* Assignment *
Check every line of the entries below for "ProcessData", and copy the lines that have it.

[Stored data entries]

//! 对外响应结构（序列化为 camelCase JSON）

use serde::Serialize;

use crate::agents::{ActionRecord, FollowUpRecord, UnderstandingRecord};

/// 单阶段接口的响应信封
#[derive(Debug, Clone, PartialEq, Serialize)]
pub struct StageResponse<T> {
    pub success: bool,
    pub data: T,
}

impl<T> StageResponse<T> {
    pub fn ok(data: T) -> Self {
        Self {
            success: true,
            data,
        }
    }
}

#[derive(Debug, Clone, PartialEq, Serialize)]
#[serde(rename_all = "camelCase")]
pub struct ProcessData {
    pub summary: UnderstandingRecord,
    pub action_items: ActionRecord,
    pub follow_ups: FollowUpRecord,
}

/// 从各阶段输出直接读取的派生统计
#[derive(Debug, Clone, PartialEq, Eq, Serialize)]
#[serde(rename_all = "camelCase")]
pub struct ProcessMetadata {
    pub participant_count: usize,
    pub action_item_count: usize,
    pub follow_up_count: usize,
    pub has_escalations: bool,
    pub next_meeting_recommended: bool,
}

impl ProcessMetadata {
    pub fn from_records(
        summary: &UnderstandingRecord,
        actions: &ActionRecord,
        follow_ups: &FollowUpRecord,
    ) -> Self {
        Self {
            participant_count: summary.participants.len(),
            action_item_count: actions.action_items.len(),
            follow_up_count: follow_ups.follow_up_actions.len(),
            has_escalations: !follow_ups.escalations.is_empty(),
            next_meeting_recommended: follow_ups.next_meeting_suggestion.recommended,
        }
    }
}

/// 完整流水线（理解 → 行动 → 跟进）的响应
#[derive(Debug, Clone, PartialEq, Serialize)]
#[serde(rename_all = "camelCase")]
pub struct ProcessResponse {
    pub success: bool,
    pub session_id: String,
    /// 形如 "1234ms"
    pub processing_time: String,
    pub data: ProcessData,
    pub metadata: ProcessMetadata,
}

#[derive(Debug, Clone, PartialEq, Eq, Serialize)]
pub struct ClearCacheResponse {
    pub success: bool,
    pub message: String,
}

* Output of the task *
pub struct ProcessData {
    pub data: ProcessData,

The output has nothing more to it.